WHAT IS NEEDED » Line count for the string "filename": give the number of lines in the data below that contain it, and nothing more.

____ INFORMATION

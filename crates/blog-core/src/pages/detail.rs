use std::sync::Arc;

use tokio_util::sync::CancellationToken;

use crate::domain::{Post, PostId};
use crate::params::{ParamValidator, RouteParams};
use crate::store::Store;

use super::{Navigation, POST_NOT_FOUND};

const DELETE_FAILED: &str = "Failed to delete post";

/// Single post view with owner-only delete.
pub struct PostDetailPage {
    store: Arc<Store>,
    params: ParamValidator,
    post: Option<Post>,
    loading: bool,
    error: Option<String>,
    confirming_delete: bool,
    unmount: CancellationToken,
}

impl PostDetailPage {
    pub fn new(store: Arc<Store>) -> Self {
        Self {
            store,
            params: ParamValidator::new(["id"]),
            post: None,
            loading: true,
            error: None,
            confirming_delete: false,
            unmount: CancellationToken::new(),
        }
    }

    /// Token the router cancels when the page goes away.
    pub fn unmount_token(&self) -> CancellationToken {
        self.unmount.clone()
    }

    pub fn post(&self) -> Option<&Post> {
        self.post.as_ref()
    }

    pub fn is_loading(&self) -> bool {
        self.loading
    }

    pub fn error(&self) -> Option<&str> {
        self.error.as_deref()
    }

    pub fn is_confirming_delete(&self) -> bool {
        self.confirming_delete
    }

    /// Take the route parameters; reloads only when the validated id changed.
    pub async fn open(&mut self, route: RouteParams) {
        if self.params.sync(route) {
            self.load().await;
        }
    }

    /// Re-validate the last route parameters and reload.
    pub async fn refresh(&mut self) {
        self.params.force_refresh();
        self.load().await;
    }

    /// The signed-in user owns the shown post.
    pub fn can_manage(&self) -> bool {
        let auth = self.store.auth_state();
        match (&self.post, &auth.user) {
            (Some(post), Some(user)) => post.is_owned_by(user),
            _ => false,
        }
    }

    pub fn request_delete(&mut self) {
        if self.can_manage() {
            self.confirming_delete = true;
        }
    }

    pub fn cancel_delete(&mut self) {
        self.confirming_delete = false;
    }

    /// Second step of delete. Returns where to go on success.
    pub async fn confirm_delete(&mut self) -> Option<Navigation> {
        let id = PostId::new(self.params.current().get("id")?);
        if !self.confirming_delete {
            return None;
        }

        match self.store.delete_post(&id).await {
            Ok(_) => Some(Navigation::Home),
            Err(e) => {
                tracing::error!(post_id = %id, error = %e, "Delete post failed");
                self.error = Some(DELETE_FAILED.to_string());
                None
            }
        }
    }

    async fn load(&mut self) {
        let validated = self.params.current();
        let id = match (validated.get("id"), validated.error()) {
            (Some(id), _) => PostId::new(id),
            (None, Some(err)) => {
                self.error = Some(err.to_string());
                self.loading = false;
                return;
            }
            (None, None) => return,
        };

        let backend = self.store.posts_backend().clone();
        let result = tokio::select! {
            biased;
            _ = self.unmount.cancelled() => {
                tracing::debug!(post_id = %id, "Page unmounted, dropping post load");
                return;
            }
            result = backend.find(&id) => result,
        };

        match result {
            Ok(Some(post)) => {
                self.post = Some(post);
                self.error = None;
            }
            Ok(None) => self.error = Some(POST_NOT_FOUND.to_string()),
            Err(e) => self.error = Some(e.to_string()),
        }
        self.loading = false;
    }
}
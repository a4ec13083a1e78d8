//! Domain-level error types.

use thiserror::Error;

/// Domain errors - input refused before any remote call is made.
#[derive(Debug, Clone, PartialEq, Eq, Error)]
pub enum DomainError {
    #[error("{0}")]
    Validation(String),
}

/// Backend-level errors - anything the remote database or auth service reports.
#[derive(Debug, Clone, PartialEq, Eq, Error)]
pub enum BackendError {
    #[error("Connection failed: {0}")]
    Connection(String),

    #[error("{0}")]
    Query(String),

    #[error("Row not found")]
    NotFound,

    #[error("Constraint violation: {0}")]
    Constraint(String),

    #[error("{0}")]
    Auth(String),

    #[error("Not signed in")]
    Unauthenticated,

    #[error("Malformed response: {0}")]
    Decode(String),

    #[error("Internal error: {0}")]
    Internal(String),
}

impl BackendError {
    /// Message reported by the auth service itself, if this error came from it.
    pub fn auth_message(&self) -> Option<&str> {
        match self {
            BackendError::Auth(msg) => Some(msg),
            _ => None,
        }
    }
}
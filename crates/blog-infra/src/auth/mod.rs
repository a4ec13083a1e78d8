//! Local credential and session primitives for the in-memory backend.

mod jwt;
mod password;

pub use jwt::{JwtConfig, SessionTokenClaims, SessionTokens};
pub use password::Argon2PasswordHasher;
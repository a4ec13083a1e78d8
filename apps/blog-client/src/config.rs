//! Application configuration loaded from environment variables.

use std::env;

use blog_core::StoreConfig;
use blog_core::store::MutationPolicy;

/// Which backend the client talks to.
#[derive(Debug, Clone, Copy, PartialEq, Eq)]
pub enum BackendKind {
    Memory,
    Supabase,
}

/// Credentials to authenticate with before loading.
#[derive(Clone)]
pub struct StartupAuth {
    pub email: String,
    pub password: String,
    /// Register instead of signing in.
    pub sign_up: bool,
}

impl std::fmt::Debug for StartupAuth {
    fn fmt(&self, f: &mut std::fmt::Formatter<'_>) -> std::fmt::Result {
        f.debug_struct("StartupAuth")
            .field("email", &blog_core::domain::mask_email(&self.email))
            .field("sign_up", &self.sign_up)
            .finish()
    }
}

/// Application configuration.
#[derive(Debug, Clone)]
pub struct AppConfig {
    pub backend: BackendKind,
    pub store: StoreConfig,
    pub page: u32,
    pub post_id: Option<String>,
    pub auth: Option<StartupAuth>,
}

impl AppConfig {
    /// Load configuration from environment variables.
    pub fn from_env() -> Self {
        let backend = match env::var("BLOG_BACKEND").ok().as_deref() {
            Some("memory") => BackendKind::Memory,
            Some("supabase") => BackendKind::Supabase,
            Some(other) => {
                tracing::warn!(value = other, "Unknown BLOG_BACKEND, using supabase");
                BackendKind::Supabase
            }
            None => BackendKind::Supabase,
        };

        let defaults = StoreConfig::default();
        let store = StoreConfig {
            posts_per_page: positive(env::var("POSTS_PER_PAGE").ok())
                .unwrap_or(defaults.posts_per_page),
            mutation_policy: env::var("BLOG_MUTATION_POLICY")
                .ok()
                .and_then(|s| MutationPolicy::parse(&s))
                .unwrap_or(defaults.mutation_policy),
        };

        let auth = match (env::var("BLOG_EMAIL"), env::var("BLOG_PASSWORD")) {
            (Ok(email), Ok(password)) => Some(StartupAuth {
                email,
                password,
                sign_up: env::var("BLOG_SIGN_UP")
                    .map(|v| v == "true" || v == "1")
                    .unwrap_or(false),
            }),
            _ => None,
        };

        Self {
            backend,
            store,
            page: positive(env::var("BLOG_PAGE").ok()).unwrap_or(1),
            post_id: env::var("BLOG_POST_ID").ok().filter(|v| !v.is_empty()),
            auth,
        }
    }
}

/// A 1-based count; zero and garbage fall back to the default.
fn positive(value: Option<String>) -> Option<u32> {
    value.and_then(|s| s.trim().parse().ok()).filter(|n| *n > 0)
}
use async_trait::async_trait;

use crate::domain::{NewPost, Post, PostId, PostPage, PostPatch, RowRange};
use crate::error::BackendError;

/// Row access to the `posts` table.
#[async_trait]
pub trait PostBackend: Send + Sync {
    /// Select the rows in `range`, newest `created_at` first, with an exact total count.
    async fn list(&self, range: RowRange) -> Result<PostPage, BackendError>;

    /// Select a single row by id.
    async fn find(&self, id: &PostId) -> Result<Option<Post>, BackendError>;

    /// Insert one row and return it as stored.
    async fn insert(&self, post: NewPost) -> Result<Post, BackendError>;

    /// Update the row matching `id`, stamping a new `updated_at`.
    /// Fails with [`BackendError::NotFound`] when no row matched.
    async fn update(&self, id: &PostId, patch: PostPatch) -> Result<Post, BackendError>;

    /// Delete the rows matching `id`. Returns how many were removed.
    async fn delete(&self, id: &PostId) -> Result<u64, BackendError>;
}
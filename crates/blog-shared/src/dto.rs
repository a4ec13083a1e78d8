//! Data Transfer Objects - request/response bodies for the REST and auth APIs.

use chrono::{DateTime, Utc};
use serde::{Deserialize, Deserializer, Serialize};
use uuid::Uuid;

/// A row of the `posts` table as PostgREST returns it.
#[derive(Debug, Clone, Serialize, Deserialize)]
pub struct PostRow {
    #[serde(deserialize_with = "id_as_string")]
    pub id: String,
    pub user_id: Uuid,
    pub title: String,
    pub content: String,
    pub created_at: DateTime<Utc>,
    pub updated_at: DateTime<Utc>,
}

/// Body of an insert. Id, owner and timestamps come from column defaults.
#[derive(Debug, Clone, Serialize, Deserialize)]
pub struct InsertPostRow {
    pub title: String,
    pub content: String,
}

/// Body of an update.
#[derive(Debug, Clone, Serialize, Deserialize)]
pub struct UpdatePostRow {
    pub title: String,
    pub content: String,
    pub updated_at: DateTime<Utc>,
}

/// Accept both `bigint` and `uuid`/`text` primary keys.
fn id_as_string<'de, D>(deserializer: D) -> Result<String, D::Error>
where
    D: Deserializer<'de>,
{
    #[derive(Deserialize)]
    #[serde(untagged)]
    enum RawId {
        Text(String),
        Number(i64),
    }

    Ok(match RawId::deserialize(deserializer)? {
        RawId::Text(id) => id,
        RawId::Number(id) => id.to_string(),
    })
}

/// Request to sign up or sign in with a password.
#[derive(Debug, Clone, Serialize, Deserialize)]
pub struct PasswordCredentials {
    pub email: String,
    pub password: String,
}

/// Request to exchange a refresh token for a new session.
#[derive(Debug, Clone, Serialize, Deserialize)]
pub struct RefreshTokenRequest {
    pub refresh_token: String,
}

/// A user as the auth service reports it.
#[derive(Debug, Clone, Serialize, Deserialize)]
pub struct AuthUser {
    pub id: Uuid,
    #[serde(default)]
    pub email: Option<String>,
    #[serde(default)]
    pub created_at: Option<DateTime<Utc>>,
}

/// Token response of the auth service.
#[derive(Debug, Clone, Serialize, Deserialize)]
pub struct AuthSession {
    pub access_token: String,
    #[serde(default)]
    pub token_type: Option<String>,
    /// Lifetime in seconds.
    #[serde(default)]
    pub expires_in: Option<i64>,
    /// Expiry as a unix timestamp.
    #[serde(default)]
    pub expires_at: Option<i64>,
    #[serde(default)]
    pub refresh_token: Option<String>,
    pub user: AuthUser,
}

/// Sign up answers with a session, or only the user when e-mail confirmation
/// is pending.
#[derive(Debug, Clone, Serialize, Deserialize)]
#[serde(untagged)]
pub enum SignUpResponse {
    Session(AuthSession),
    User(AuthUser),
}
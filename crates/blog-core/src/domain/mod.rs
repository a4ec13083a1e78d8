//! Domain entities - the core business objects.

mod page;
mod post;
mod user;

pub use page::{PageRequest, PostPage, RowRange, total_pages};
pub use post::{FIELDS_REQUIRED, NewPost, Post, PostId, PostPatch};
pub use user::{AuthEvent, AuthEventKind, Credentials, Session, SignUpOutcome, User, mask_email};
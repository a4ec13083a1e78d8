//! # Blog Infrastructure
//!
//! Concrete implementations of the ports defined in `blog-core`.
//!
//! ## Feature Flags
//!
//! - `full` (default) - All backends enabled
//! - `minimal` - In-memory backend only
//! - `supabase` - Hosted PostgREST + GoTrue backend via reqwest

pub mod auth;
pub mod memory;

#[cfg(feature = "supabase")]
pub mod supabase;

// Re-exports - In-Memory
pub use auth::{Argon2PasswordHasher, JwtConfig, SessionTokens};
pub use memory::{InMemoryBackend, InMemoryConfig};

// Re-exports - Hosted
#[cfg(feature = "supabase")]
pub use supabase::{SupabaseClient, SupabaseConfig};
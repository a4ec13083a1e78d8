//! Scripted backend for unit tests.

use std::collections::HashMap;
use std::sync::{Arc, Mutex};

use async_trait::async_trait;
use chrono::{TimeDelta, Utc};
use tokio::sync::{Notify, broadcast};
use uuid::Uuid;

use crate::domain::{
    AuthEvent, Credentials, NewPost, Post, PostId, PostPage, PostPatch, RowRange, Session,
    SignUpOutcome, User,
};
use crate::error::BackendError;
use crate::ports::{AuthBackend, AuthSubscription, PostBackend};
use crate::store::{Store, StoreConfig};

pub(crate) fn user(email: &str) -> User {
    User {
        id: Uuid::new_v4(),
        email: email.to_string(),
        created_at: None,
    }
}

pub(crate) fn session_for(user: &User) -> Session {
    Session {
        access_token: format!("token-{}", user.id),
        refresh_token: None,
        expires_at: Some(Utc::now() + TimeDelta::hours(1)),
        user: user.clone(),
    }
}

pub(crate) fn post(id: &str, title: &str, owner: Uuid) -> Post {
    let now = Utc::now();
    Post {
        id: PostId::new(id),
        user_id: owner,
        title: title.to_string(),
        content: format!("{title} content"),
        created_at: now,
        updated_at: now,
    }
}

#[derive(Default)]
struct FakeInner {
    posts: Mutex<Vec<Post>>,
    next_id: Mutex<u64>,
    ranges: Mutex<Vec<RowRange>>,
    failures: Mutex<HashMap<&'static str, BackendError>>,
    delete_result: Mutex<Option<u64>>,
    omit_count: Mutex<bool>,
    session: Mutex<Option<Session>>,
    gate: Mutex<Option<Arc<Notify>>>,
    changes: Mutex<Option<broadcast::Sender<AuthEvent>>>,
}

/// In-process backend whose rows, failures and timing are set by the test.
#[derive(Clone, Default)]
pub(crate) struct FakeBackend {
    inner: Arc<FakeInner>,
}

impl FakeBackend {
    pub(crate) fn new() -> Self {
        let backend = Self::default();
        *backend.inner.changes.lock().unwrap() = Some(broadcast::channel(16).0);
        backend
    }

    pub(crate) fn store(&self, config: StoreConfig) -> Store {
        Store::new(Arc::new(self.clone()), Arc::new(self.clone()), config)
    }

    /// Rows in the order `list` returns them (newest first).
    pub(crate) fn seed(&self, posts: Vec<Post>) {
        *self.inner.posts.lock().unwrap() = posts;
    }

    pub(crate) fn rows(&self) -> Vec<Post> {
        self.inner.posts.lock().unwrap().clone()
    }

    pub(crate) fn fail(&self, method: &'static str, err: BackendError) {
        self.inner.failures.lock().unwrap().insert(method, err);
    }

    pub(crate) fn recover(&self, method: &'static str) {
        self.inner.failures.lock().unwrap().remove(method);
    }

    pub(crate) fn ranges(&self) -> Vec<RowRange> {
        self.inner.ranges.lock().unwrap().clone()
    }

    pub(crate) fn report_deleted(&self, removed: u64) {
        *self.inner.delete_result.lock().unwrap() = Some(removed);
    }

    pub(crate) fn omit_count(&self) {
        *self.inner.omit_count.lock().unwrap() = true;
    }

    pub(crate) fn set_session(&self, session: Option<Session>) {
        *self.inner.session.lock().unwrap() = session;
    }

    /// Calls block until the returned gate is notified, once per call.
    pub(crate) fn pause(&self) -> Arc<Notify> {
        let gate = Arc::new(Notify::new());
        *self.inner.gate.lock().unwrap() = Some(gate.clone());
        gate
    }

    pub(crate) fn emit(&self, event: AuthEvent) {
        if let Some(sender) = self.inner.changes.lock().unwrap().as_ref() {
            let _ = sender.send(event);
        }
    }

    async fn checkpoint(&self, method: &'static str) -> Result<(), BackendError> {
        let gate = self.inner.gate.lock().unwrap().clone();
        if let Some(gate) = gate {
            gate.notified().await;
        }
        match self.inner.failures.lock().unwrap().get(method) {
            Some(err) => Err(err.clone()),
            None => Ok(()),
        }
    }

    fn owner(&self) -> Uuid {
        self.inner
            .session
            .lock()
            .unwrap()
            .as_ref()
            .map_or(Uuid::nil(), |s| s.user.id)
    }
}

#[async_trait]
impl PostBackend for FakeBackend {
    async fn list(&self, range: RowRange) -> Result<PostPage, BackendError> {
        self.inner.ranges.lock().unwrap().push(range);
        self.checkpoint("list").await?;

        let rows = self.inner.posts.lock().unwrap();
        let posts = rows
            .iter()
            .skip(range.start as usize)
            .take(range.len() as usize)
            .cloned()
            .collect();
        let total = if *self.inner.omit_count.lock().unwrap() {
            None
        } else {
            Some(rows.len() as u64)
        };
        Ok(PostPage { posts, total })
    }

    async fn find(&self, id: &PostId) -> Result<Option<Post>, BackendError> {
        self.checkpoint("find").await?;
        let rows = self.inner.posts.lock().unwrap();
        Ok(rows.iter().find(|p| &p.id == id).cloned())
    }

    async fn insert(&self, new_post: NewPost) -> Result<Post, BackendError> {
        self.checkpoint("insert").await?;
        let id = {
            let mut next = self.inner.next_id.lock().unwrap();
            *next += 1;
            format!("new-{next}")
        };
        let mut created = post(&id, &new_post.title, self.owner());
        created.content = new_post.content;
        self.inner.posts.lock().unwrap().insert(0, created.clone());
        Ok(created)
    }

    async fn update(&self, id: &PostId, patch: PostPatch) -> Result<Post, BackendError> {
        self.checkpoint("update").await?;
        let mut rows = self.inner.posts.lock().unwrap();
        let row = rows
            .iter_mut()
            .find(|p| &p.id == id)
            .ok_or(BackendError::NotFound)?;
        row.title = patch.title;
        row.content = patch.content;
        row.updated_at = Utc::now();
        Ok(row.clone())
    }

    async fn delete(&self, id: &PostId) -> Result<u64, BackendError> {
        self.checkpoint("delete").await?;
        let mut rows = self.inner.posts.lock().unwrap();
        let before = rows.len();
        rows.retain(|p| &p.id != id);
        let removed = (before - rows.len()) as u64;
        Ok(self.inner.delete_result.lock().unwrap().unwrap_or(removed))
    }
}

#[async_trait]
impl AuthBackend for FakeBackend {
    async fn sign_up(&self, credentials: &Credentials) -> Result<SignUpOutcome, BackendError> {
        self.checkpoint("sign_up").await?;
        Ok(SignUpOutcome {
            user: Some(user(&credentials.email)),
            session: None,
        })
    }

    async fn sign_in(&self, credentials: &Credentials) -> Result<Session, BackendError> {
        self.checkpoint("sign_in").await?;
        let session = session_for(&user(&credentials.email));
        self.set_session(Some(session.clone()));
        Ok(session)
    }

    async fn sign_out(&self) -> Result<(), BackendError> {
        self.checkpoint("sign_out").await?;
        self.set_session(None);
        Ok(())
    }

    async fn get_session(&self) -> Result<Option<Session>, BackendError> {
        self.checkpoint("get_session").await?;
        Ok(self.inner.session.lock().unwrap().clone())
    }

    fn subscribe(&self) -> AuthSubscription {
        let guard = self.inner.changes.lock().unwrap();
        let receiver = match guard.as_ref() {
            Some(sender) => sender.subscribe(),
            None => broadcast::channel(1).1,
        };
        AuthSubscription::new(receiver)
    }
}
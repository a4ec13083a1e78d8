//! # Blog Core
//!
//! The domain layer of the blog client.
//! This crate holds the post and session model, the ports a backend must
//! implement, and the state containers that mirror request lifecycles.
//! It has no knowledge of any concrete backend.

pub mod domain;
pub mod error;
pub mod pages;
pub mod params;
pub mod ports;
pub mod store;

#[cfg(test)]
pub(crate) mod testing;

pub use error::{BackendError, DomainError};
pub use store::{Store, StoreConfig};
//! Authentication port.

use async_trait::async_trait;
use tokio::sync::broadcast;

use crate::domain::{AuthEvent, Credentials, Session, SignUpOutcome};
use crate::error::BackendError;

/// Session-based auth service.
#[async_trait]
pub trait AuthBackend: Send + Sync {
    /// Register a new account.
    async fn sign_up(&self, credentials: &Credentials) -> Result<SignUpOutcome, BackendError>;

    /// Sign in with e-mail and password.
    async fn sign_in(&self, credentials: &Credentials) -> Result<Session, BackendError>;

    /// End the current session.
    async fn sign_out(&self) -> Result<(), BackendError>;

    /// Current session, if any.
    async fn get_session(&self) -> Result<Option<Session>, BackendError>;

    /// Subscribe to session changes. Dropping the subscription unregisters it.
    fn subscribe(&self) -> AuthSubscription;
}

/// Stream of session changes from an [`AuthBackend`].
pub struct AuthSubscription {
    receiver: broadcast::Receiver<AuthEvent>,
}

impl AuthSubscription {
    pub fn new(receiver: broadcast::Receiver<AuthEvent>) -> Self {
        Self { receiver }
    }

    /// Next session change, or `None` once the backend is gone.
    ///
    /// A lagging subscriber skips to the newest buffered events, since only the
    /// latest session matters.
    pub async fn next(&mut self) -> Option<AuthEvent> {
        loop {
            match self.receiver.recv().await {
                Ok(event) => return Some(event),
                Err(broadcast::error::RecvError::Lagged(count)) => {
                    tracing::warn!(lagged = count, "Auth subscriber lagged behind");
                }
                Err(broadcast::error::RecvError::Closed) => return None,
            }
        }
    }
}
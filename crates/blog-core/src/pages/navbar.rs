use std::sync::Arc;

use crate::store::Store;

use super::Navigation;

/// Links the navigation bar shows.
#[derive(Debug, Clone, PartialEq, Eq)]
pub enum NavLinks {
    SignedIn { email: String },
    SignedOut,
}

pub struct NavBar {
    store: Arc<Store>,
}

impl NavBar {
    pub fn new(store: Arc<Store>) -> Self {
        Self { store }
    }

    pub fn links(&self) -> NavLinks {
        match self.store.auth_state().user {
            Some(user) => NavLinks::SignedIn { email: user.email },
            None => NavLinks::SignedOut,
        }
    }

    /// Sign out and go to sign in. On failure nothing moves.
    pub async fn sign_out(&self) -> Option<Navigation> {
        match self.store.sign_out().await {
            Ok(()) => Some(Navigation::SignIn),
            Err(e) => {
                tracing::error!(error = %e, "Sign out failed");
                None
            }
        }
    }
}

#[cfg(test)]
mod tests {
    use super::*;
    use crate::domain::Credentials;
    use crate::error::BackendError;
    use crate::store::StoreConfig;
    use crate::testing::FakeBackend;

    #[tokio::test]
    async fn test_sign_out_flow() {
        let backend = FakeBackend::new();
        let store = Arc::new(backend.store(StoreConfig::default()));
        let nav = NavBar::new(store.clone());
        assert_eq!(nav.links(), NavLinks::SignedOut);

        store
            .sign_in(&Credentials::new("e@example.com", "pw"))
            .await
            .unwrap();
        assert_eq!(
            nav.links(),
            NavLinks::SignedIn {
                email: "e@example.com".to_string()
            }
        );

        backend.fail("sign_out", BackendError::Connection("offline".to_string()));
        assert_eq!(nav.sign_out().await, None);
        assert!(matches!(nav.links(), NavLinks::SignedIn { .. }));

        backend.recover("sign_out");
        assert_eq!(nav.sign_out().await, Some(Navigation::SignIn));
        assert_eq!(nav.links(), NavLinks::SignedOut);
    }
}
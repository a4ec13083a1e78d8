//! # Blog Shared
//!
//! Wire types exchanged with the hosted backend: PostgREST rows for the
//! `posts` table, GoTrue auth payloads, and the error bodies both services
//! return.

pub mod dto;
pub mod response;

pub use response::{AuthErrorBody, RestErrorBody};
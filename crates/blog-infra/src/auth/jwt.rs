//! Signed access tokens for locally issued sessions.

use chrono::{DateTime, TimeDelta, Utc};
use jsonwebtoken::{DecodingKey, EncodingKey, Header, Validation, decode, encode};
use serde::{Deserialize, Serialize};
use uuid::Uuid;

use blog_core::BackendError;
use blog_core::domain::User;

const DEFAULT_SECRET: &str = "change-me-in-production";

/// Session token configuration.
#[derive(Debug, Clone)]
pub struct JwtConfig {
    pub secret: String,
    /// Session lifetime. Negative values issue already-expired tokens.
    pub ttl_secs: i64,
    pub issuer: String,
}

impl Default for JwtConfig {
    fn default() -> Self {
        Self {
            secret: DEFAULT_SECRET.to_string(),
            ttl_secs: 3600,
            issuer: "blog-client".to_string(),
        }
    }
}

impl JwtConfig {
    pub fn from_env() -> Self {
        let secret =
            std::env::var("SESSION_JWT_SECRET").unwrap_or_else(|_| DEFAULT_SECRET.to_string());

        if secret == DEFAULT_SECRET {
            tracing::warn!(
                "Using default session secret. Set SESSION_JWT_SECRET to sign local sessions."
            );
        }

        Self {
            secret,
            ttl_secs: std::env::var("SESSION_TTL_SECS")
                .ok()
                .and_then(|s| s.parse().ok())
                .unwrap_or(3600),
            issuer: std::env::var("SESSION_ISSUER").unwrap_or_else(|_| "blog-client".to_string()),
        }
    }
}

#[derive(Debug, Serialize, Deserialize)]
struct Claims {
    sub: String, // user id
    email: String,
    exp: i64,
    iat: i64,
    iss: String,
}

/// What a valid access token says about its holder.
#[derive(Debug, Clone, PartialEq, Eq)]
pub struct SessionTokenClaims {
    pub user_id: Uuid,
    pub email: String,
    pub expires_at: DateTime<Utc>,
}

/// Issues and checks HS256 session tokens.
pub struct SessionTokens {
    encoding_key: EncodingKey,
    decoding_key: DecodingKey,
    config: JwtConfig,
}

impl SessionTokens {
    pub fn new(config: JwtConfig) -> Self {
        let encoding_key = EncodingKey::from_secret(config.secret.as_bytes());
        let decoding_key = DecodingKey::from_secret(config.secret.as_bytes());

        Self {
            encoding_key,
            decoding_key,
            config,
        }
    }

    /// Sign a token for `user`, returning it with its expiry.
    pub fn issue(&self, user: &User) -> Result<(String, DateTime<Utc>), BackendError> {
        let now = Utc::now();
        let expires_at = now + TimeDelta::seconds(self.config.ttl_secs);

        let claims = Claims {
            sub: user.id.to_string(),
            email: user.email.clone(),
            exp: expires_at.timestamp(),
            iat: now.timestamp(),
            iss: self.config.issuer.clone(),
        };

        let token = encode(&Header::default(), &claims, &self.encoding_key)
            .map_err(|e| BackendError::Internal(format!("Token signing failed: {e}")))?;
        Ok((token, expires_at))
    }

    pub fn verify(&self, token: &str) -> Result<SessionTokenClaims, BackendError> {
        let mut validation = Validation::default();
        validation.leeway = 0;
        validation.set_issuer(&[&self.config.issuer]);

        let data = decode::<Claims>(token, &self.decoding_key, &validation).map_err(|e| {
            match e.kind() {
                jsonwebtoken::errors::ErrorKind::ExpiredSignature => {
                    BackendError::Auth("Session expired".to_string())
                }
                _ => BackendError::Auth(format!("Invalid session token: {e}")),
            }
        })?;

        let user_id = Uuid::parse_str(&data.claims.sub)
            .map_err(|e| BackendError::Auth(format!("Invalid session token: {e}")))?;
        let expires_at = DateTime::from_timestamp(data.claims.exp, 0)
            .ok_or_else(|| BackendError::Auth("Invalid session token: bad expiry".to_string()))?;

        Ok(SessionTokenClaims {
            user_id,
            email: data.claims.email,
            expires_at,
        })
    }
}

________

EXPECTED ANSWER » 7